#### [Exercise]
Print out the data below with every line intact.

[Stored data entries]
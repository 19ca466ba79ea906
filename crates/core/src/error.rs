//! Error taxonomy shared by the sequencer, the batch remover and the adapters.

use crate::DeviceId;
use serde::{Deserialize, Serialize};
use std::num::ParseIntError;
use std::path::PathBuf;

/// Abort-class failures of a single device removal.
#[derive(Debug, Clone, PartialEq, Eq, thiserror::Error, Serialize, Deserialize)]
#[serde(tag = "kind", rename_all = "snake_case")]
pub enum DecommissionError {
    /// Device could not be established as down. Nothing was mutated.
    #[error("osd.{id} cannot be removed: {reason}")]
    PreconditionFailed { id: DeviceId, reason: String },

    /// Mark-out was rejected. Nothing irreversible was done.
    #[error("failed to mark osd.{id} out: {output}")]
    MarkOutFailed { id: DeviceId, output: String },

    /// Purge was rejected after mark-out; the device may be out but not purged.
    #[error("failed to purge osd.{id}, device is out but may not be purged: {output}")]
    PurgeFailed { id: DeviceId, output: String },
}

impl DecommissionError {
    pub fn device(&self) -> DeviceId {
        match self {
            Self::PreconditionFailed { id, .. }
            | Self::MarkOutFailed { id, .. }
            | Self::PurgeFailed { id, .. } => *id,
        }
    }

    /// True when cluster state may already be partially mutated.
    pub fn is_irreversible(&self) -> bool {
        matches!(self, Self::PurgeFailed { .. })
    }
}

#[derive(Debug, thiserror::Error)]
#[error("invalid device id {input:?}: {source}")]
pub struct ParseDeviceIdError {
    pub input: String,
    #[source]
    pub source: ParseIntError,
}

/// A cluster command that did not succeed. `output` holds whatever the
/// command printed so it can be surfaced to the operator.
#[derive(Debug, Clone, thiserror::Error)]
#[error("`{command}` failed: {message}")]
pub struct CommandError {
    pub command: String,
    pub output: String,
    pub message: String,
}

impl CommandError {
    pub fn new(command: impl Into<String>, output: impl Into<String>, message: impl Into<String>) -> Self {
        Self {
            command: command.into(),
            output: output.into(),
            message: message.into(),
        }
    }

    /// Output if the command printed any, otherwise the failure message.
    pub fn detail(&self) -> &str {
        if self.output.trim().is_empty() {
            self.message.as_str()
        } else {
            self.output.trim()
        }
    }
}

#[derive(Debug, thiserror::Error)]
pub enum QueryError {
    #[error("osd.{0} not found in the topology map")]
    DeviceNotFound(DeviceId),

    #[error("osd.{0} is not placed under any host")]
    NoHost(DeviceId),

    #[error("osd.{id} reports unknown status {status:?}")]
    UnknownStatus { id: DeviceId, status: String },

    #[error("topology query failed: {0}")]
    Command(#[from] CommandError),

    #[error("failed to parse topology map: {0}")]
    Parse(String),
}

#[derive(Debug, Clone, thiserror::Error)]
pub enum WorkloadError {
    #[error("{kind} {name} not found")]
    NotFound { kind: String, name: String },

    #[error("failed to manage {kind} {name}: {message}")]
    Failed {
        kind: String,
        name: String,
        message: String,
    },
}

impl WorkloadError {
    pub fn is_not_found(&self) -> bool {
        matches!(self, Self::NotFound { .. })
    }
}

#[derive(Debug, thiserror::Error)]
pub enum ConfigWriteError {
    #[error("cluster config is incomplete: {0}")]
    Incomplete(String),

    #[error("failed to write {}: {source}", path.display())]
    Io {
        path: PathBuf,
        #[source]
        source: std::io::Error,
    },
}

/// Failures that abort an entire batch.
#[derive(Debug, thiserror::Error)]
pub enum BatchError {
    #[error("failed to write the cluster config: {0}")]
    ConfigWrite(#[from] ConfigWriteError),
}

#### [Answer area]
repository 19ca466ba79ea906
filename crates/core/src/error.rs
//! Error taxonomy shared by the sequencer, the batch remover and the adapters.

use crate::DeviceId;
use serde::{Deserialize, Serialize};
use std::num::ParseIntError;
use std::path::PathBuf;

/// Abort-class failures of a single device removal.
#[derive(Debug, Clone, PartialEq, Eq, thiserror::Error, Serialize, Deserialize)]
#[serde(tag = "kind", rename_all = "snake_case")]
pub enum DecommissionError {
    /// Device could not be established as down. Nothing was mutated.
    #[error("osd.{id} cannot be removed: {reason}")]
    PreconditionFailed { id: DeviceId, reason: String },

    /// Mark-out was rejected. Nothing irreversible was done.
    #[error("failed to mark osd.{id} out: {output}")]
    MarkOutFailed { id: DeviceId, output: String },

    /// Purge was rejected after mark-out; the device may be out but not purged.
    #[error("failed to purge osd.{id}, device is out but may not be purged: {output}")]
    PurgeFailed { id: DeviceId, output: String },
}

impl DecommissionError {
    pub fn device(&self) -> DeviceId {
        match self {
            Self::PreconditionFailed { id, .. }
            | Self::MarkOutFailed { id, .. }
            | Self::PurgeFailed { id, .. } => *id,
        }
    }

    /// True when cluster state may already be partially mutated.
    pub fn is_irreversible(&self) -> bool {
        matches!(self, Self::PurgeFailed { .. })
    }
}

#[derive(Debug, thiserror::Error)]
#[error("invalid device id {input:?}: {source}")]
pub struct ParseDeviceIdError {
    pub input: String,
    #[source]
    pub source: ParseIntError,
}

/// A cluster command that did not succeed. `output` holds whatever the
/// command printed so it can be surfaced to the operator.
#[derive(Debug, Clone, thiserror::Error)]
#[error("`{command}` failed: {message}")]
pub struct CommandError {
    pub command: String,
    pub output: String,
    pub message: String,
}

impl CommandError {
    pub fn new(command: impl Into<String>, output: impl Into<String>, message: impl Into<String>) -> Self {
        Self {
            command: command.into(),
            output: output.into(),
            message: message.into(),
        }
    }

    /// Output if the command printed any, otherwise the failure message.
    pub fn detail(&self) -> &str {
        if self.output.trim().is_empty() {
            self.message.as_str()
        } else {
            self.output.trim()
        }
    }
}

#[derive(Debug, thiserror::Error)]
pub enum QueryError {
    #[error("osd.{0} not found in the topology map")]
    DeviceNotFound(DeviceId),

    #[error("osd.{0} is not placed under any host")]
    NoHost(DeviceId),

    #[error("osd.{id} reports unknown status {status:?}")]
    UnknownStatus { id: DeviceId, status: String },

    #[error("topology query failed: {0}")]
    Command(#[from] CommandError),

    #[error("failed to parse topology map: {0}")]
    Parse(String),
}

#[derive(Debug, Clone, thiserror::Error)]
pub enum WorkloadError {
    #[error("{kind} {name} not found")]
    NotFound { kind: String, name: String },

    #[error("failed to manage {kind} {name}: {message}")]
    Failed {
        kind: String,
        name: String,
        message: String,
    },
}

impl WorkloadError {
    pub fn is_not_found(&self) -> bool {
        matches!(self, Self::NotFound { .. })
    }
}

#[derive(Debug, thiserror::Error)]
pub enum ConfigWriteError {
    #[error("cluster config is incomplete: {0}")]
    Incomplete(String),

    #[error("failed to write {}: {source}", path.display())]
    Io {
        path: PathBuf,
        #[source]
        source: std::io::Error,
    },
}

/// Failures that abort an entire batch.
#[derive(Debug, thiserror::Error)]
pub enum BatchError {
    #[error("failed to write the cluster config: {0}")]
    ConfigWrite(#[from] ConfigWriteError),
}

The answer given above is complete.